The prisoners in Fresnes were part of a larger society that was gradually steeling itself for a painful period of self-examination. France was emerging from one of the darker chapters in her long history. She had not been united by war, but shattered into a hundred fragments. The presence of the Nazi occupiers had encouraged some Frenchmen of a fascist persuasion to embrace the invader – in the name of France. Although the vast majority, faced with the reality of defeat, had quietly accepted collaboration as the prescribed antidote to national humiliation, a few, a very few, presumed to resist the invader and live as underground terrorists.

As the tide of war had turned, the ranks of the resisters swelled, the collaborators became more unwilling and the Fascists were isolated. French society was wrenched first one way and then the other.

Isolated from the great social upheavals, there inevitably flourished a few who cared nothing for the politics of the thing, but who saw the whole great conflict as nothing more than a fabulous game, to be played either for profit or glory – or just for the thrill of it. And if they found themselves on the wrong side of the wall at Fresnes, it was often no reflection on how well they had played the game.
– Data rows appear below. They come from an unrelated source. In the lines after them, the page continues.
//! Boolean product flags (e.g. `buen_fin`) set by SKU.

use branch_stock_core::{MatchedBy, ProductGid};
use serde::Serialize;
use tracing::{instrument, warn};

use crate::config::StockConfig;
use crate::error::{AppError, Result};
use crate::shopify::{AdminClient, MetafieldWrite};
use crate::state::AppState;

/// A flag written on one product.
#[derive(Debug, Clone, PartialEq, Eq, Serialize)]
pub struct FlagOutcome {
    pub product_gid: ProductGid,
    pub matched_strategy: MatchedBy,
}

/// Result of one SKU in a batch.
#[derive(Debug, Clone, Serialize)]
pub struct BatchItem {
    pub sku: String,
    pub ok: bool,
    #[serde(skip_serializing_if = "Option::is_none")]
    pub error: Option<String>,
}

pub struct FlagService<'a> {
    shopify: &'a AdminClient,
    stock: &'a StockConfig,
}

impl<'a> FlagService<'a> {
    #[must_use]
    pub fn new(state: &'a AppState) -> Self {
        Self {
            shopify: state.shopify(),
            stock: &state.config().stock,
        }
    }

    /// Set the flag on the product owning the variant with `sku`.
    ///
    /// # Errors
    ///
    /// Returns `AppError::NotFound` when no variant matches and
    /// `AppError::Validation` when Shopify rejects the write.
    #[instrument(skip(self))]
    pub async fn set_by_sku(&self, sku: &str, value: bool) -> Result<FlagOutcome> {
        let sku = sku.trim();
        if sku.is_empty() {
            return Err(AppError::BadRequest("sku cannot be empty".to_string()));
        }

        let variant = self.shopify.variant_by_sku(sku, self.stock.sku_match).await?;
        let product = variant.product;

        let write = MetafieldWrite::boolean(
            product.id.as_str(),
            &self.stock.namespace,
            &self.stock.flag_key,
            value,
        );
        self.shopify.set_metafields(&[write]).await?;

        Ok(FlagOutcome {
            product_gid: product.id,
            matched_strategy: variant.matched_by,
        })
    }

    /// Set the flag for each SKU in turn, collecting per-item results.
    ///
    /// One failing SKU does not stop the rest.
    #[instrument(skip(self, skus), fields(count = skus.len()))]
    pub async fn set_many(&self, skus: &[String], value: bool) -> Vec<BatchItem> {
        let mut results = Vec::with_capacity(skus.len());
        for sku in skus {
            let item = match self.set_by_sku(sku, value).await {
                Ok(_) => BatchItem {
                    sku: sku.clone(),
                    ok: true,
                    error: None,
                },
                Err(e) => {
                    warn!(sku = %sku, error = %e, "Flag write failed");
                    BatchItem {
                        sku: sku.clone(),
                        ok: false,
                        error: Some(e.client_message()),
                    }
                }
            };
            results.push(item);
        }
        results
    }
}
Prisoner Déricourt – number 13.181 – spent hours at his tidy little desk in cell 1/459, agonizing over the words to address to his uncomprehending wife. The monthly letter had become something of a struggle between what he would have liked to have said and what she needed to hear.

My beautiful chicken…
I’ve just received your letter of Wednesday. My poor chicken’s nerves are having a hard time. And as you say, when will it end? For myself I don’t know, for it’s not me who decides. But they will have to release me for I have done nothing wrong.
1

On 22 November 1946, he and his wife had been sitting down to their dinner when three officers of the DST (Département de la Surveillance du Territoire), the French equivalent of Britain’s MI5 (the Security Service), arrived to arrest Henri Eugène Alfred Déricourt on a charge of treason. They apologized for having called at such an inhospitable hour, then splayed themselves across the armchairs and waited for the couple to finish their meal. Occasionally they made an attempt at conversation but Déricourt was utterly taciturn and gave the impression of a man absorbed in his meal. His wife, Jeannot, or his ‘little chicken’, as he called her when trying to comfort, was temperamentally a different person. Petite and somewhat nervous, she had tried but failed to disguise her terror and
so Henri had leant across the table, taken her hand in his and held it there.
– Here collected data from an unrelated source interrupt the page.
//! Unified error handling with Sentry integration.
//!
//! Every handler returns `Result<T, AppError>`. Errors render as the JSON
//! envelope `{"ok": false, "error": "..."}`; server-side failures are
//! captured to Sentry before responding.

use axum::{
    Json,
    extract::rejection::{JsonRejection, QueryRejection},
    http::StatusCode,
    response::{IntoResponse, Response},
};
use branch_stock_core::{LookupError, StockError};
use serde_json::json;
use thiserror::Error;

use crate::shopify::AdminShopifyError;

/// Application-level error type for the proxy.
#[derive(Debug, Error)]
pub enum AppError {
    /// Shopify API operation failed.
    #[error("Shopify error: {0}")]
    Shopify(AdminShopifyError),

    /// Resource not found.
    #[error("Not found: {0}")]
    NotFound(String),

    /// Bad request from client.
    #[error("Bad request: {0}")]
    BadRequest(String),

    /// Shopify rejected the values we tried to write.
    #[error("{message}")]
    Validation { status: StatusCode, message: String },

    /// The stored field is in a shape this route must not overwrite.
    #[error("Conflict: {0}")]
    Conflict(String),

    /// Route exists but does not serve this method.
    #[error("Method not allowed")]
    MethodNotAllowed,
}

impl AppError {
    /// Report remote validation errors with `status` instead of 400.
    #[must_use]
    pub fn with_validation_status(self, status: StatusCode) -> Self {
        match self {
            Self::Validation { message, .. } => Self::Validation { status, message },
            other => other,
        }
    }

    /// HTTP status for this error.
    #[must_use]
    pub const fn status(&self) -> StatusCode {
        match self {
            Self::Shopify(_) => StatusCode::BAD_GATEWAY,
            Self::NotFound(_) => StatusCode::NOT_FOUND,
            Self::BadRequest(_) => StatusCode::BAD_REQUEST,
            Self::Conflict(_) => StatusCode::CONFLICT,
            Self::Validation { status, .. } => *status,
            Self::MethodNotAllowed => StatusCode::METHOD_NOT_ALLOWED,
        }
    }

    /// Message safe to show the client.
    #[must_use]
    pub fn client_message(&self) -> String {
        // Don't expose internal error details to clients
        match self {
            Self::Shopify(_) => "External service error".to_string(),
            _ => self.to_string(),
        }
    }
}

impl From<AdminShopifyError> for AppError {
    fn from(err: AdminShopifyError) -> Self {
        match err {
            AdminShopifyError::NotFound(what) => Self::NotFound(what),
            AdminShopifyError::UserError(message) => Self::Validation {
                status: StatusCode::BAD_REQUEST,
                message,
            },
            other => Self::Shopify(other),
        }
    }
}

impl From<StockError> for AppError {
    fn from(err: StockError) -> Self {
        match err {
            StockError::MatrixField => Self::Conflict(err.to_string()),
            other => Self::BadRequest(other.to_string()),
        }
    }
}

impl From<LookupError> for AppError {
    fn from(err: LookupError) -> Self {
        Self::BadRequest(err.to_string())
    }
}

impl From<JsonRejection> for AppError {
    fn from(rejection: JsonRejection) -> Self {
        Self::BadRequest(rejection.body_text())
    }
}

impl From<QueryRejection> for AppError {
    fn from(rejection: QueryRejection) -> Self {
        Self::BadRequest(rejection.body_text())
    }
}

impl IntoResponse for AppError {
    fn into_response(self) -> Response {
        // Capture server errors to Sentry
        if matches!(self, Self::Shopify(_)) {
            let event_id = sentry::capture_error(&self);
            tracing::error!(
                error = %self,
                sentry_event_id = %event_id,
                "Request error"
            );
        } else {
            tracing::debug!(error = %self, "Request rejected");
        }

        let body = json!({ "ok": false, "error": self.client_message() });
        (self.status(), Json(body)).into_response()
    }
}

/// Result type alias for `AppError`.
pub type Result<T> = std::result::Result<T, AppError>;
When he had finished, Déricourt packed a small bag with toothbrush, soap and towel. Then he was driven to Fresnes.
2
On 29 November he was taken to DST headquarters and before the Commissaire de Police, René Gouillaud, he was charged with having had ‘intelligence with the enemy’, for which the punishment was death. Twelve months later, he was still awaiting trial.

My affair will have to come to an end and I will have to be released. I have many great projects to do and many good things in store. Perhaps we could just pack our bags and go to that little corner and breed ducks. I send you kisses and caresses.
3

France was still divided, suspicious, resentful and in the mood for revenge. Behind their flinty walls, the prisoners of Fresnes knew very little about the political currents that were flowing around them. This man in particular, isolated in his little cell, was drifting unaware towards the centre of a storm that threatened relations between Britain and France. The
entente cordiale
was being chilled to the bone. But Déricourt knew nothing of that, he was no more in control of his ‘affair’ than he was in control of Jeannot’s nerves. His fate was being shaped by stealth, by the silently grinding wheels of an organization far beyond the reach of the DST. Behind his presence in Fresnes lay an extraordinary history of intrigue and deception within the British secret services.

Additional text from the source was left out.